-- Opening Marker --
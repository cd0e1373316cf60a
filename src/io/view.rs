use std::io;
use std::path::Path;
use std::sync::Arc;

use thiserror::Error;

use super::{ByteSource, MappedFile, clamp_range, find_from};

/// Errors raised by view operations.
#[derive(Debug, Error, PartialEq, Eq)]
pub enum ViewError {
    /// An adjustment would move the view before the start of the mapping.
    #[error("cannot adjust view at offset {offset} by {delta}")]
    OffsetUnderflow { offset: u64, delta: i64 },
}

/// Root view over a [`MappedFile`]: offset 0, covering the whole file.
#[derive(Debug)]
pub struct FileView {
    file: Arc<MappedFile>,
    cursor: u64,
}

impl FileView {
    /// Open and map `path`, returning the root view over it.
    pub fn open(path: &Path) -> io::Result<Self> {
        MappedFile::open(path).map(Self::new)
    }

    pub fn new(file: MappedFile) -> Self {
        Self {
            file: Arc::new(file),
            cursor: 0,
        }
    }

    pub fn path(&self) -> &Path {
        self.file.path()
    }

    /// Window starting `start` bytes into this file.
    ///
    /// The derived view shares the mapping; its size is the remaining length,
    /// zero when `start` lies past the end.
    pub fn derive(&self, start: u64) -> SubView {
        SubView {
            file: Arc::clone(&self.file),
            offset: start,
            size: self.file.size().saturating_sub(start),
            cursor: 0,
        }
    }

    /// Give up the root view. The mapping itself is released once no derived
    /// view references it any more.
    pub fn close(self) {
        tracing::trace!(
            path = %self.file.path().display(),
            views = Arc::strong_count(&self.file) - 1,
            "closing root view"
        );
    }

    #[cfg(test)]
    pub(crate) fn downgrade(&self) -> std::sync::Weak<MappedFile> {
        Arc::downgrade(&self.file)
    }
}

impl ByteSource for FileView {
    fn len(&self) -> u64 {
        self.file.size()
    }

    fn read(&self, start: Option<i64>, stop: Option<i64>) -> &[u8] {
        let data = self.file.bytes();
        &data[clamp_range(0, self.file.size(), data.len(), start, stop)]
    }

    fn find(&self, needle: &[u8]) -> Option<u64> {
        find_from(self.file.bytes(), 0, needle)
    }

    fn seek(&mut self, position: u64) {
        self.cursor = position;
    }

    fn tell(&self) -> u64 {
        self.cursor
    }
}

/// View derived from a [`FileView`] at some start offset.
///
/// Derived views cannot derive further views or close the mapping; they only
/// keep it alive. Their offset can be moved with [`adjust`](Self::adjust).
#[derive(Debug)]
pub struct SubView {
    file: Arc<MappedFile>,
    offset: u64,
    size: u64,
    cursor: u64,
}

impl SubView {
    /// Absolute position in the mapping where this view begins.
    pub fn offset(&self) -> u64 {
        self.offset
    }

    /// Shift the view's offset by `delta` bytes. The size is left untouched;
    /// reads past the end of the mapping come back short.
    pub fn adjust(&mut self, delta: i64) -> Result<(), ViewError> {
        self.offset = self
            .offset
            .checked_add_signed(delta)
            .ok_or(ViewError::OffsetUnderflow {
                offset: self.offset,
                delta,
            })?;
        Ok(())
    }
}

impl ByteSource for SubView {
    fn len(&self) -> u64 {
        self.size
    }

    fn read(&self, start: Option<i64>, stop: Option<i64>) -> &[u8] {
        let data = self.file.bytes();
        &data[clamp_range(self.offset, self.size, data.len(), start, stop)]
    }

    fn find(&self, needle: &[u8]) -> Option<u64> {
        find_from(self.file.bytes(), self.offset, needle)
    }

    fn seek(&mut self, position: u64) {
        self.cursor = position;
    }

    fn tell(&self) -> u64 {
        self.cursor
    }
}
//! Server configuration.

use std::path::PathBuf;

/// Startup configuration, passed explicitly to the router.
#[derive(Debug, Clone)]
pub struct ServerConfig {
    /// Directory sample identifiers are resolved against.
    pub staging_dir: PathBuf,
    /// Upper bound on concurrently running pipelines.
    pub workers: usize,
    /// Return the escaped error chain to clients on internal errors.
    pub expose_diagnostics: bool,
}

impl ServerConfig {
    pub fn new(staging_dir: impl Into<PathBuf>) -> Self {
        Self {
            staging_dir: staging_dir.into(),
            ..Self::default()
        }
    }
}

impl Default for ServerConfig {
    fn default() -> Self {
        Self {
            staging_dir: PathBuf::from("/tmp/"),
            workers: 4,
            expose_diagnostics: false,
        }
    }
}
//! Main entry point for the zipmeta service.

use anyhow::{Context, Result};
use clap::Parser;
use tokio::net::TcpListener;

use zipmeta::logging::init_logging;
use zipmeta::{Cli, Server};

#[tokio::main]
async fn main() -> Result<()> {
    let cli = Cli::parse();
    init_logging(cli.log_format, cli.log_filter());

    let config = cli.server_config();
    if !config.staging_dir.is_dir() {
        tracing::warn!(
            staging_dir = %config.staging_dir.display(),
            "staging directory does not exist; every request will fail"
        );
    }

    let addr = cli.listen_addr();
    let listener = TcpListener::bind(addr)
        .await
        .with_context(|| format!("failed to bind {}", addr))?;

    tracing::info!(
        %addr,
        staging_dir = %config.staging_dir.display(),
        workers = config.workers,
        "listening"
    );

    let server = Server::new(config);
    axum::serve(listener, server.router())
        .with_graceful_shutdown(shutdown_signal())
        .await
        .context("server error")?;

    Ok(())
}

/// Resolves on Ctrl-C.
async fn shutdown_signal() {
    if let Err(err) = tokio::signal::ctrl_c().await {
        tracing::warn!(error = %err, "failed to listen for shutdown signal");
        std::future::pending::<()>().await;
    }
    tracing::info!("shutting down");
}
-- Closing Marker --
▸ **Task statement**
Working through the records above, copy each one exactly.

▸ **Answer section**
repository cd0e1373316cf60a
filename src/io/view.rs
use std::io;
use std::path::Path;
use std::sync::Arc;

use thiserror::Error;

use super::{ByteSource, MappedFile, clamp_range, find_from};

/// Errors raised by view operations.
#[derive(Debug, Error, PartialEq, Eq)]
pub enum ViewError {
    /// An adjustment would move the view before the start of the mapping.
    #[error("cannot adjust view at offset {offset} by {delta}")]
    OffsetUnderflow { offset: u64, delta: i64 },
}

/// Root view over a [`MappedFile`]: offset 0, covering the whole file.
#[derive(Debug)]
pub struct FileView {
    file: Arc<MappedFile>,
    cursor: u64,
}

impl FileView {
    /// Open and map `path`, returning the root view over it.
    pub fn open(path: &Path) -> io::Result<Self> {
        MappedFile::open(path).map(Self::new)
    }

    pub fn new(file: MappedFile) -> Self {
        Self {
            file: Arc::new(file),
            cursor: 0,
        }
    }

    pub fn path(&self) -> &Path {
        self.file.path()
    }

    /// Window starting `start` bytes into this file.
    ///
    /// The derived view shares the mapping; its size is the remaining length,
    /// zero when `start` lies past the end.
    pub fn derive(&self, start: u64) -> SubView {
        SubView {
            file: Arc::clone(&self.file),
            offset: start,
            size: self.file.size().saturating_sub(start),
            cursor: 0,
        }
    }

    /// Give up the root view. The mapping itself is released once no derived
    /// view references it any more.
    pub fn close(self) {
        tracing::trace!(
            path = %self.file.path().display(),
            views = Arc::strong_count(&self.file) - 1,
            "closing root view"
        );
    }

    #[cfg(test)]
    pub(crate) fn downgrade(&self) -> std::sync::Weak<MappedFile> {
        Arc::downgrade(&self.file)
    }
}

impl ByteSource for FileView {
    fn len(&self) -> u64 {
        self.file.size()
    }

    fn read(&self, start: Option<i64>, stop: Option<i64>) -> &[u8] {
        let data = self.file.bytes();
        &data[clamp_range(0, self.file.size(), data.len(), start, stop)]
    }

    fn find(&self, needle: &[u8]) -> Option<u64> {
        find_from(self.file.bytes(), 0, needle)
    }

    fn seek(&mut self, position: u64) {
        self.cursor = position;
    }

    fn tell(&self) -> u64 {
        self.cursor
    }
}

/// View derived from a [`FileView`] at some start offset.
///
/// Derived views cannot derive further views or close the mapping; they only
/// keep it alive. Their offset can be moved with [`adjust`](Self::adjust).
#[derive(Debug)]
pub struct SubView {
    file: Arc<MappedFile>,
    offset: u64,
    size: u64,
    cursor: u64,
}

impl SubView {
    /// Absolute position in the mapping where this view begins.
    pub fn offset(&self) -> u64 {
        self.offset
    }

    /// Shift the view's offset by `delta` bytes. The size is left untouched;
    /// reads past the end of the mapping come back short.
    pub fn adjust(&mut self, delta: i64) -> Result<(), ViewError> {
        self.offset = self
            .offset
            .checked_add_signed(delta)
            .ok_or(ViewError::OffsetUnderflow {
                offset: self.offset,
                delta,
            })?;
        Ok(())
    }
}

impl ByteSource for SubView {
    fn len(&self) -> u64 {
        self.size
    }

    fn read(&self, start: Option<i64>, stop: Option<i64>) -> &[u8] {
        let data = self.file.bytes();
        &data[clamp_range(self.offset, self.size, data.len(), start, stop)]
    }

    fn find(&self, needle: &[u8]) -> Option<u64> {
        find_from(self.file.bytes(), self.offset, needle)
    }

    fn seek(&mut self, position: u64) {
        self.cursor = position;
    }

    fn tell(&self) -> u64 {
        self.cursor
    }
}
//! Server configuration.

use std::path::PathBuf;

/// Startup configuration, passed explicitly to the router.
#[derive(Debug, Clone)]
pub struct ServerConfig {
    /// Directory sample identifiers are resolved against.
    pub staging_dir: PathBuf,
    /// Upper bound on concurrently running pipelines.
    pub workers: usize,
    /// Return the escaped error chain to clients on internal errors.
    pub expose_diagnostics: bool,
}

impl ServerConfig {
    pub fn new(staging_dir: impl Into<PathBuf>) -> Self {
        Self {
            staging_dir: staging_dir.into(),
            ..Self::default()
        }
    }
}

impl Default for ServerConfig {
    fn default() -> Self {
        Self {
            staging_dir: PathBuf::from("/tmp/"),
            workers: 4,
            expose_diagnostics: false,
        }
    }
}
//! Main entry point for the zipmeta service.

use anyhow::{Context, Result};
use clap::Parser;
use tokio::net::TcpListener;

use zipmeta::logging::init_logging;
use zipmeta::{Cli, Server};

#[tokio::main]
async fn main() -> Result<()> {
    let cli = Cli::parse();
    init_logging(cli.log_format, cli.log_filter());

    let config = cli.server_config();
    if !config.staging_dir.is_dir() {
        tracing::warn!(
            staging_dir = %config.staging_dir.display(),
            "staging directory does not exist; every request will fail"
        );
    }

    let addr = cli.listen_addr();
    let listener = TcpListener::bind(addr)
        .await
        .with_context(|| format!("failed to bind {}", addr))?;

    tracing::info!(
        %addr,
        staging_dir = %config.staging_dir.display(),
        workers = config.workers,
        "listening"
    );

    let server = Server::new(config);
    axum::serve(listener, server.router())
        .with_graceful_shutdown(shutdown_signal())
        .await
        .context("server error")?;

    Ok(())
}

/// Resolves on Ctrl-C.
async fn shutdown_signal() {
    if let Err(err) = tokio::signal::ctrl_c().await {
        tracing::warn!(error = %err, "failed to listen for shutdown signal");
        std::future::pending::<()>().await;
    }
    tracing::info!("shutting down");
}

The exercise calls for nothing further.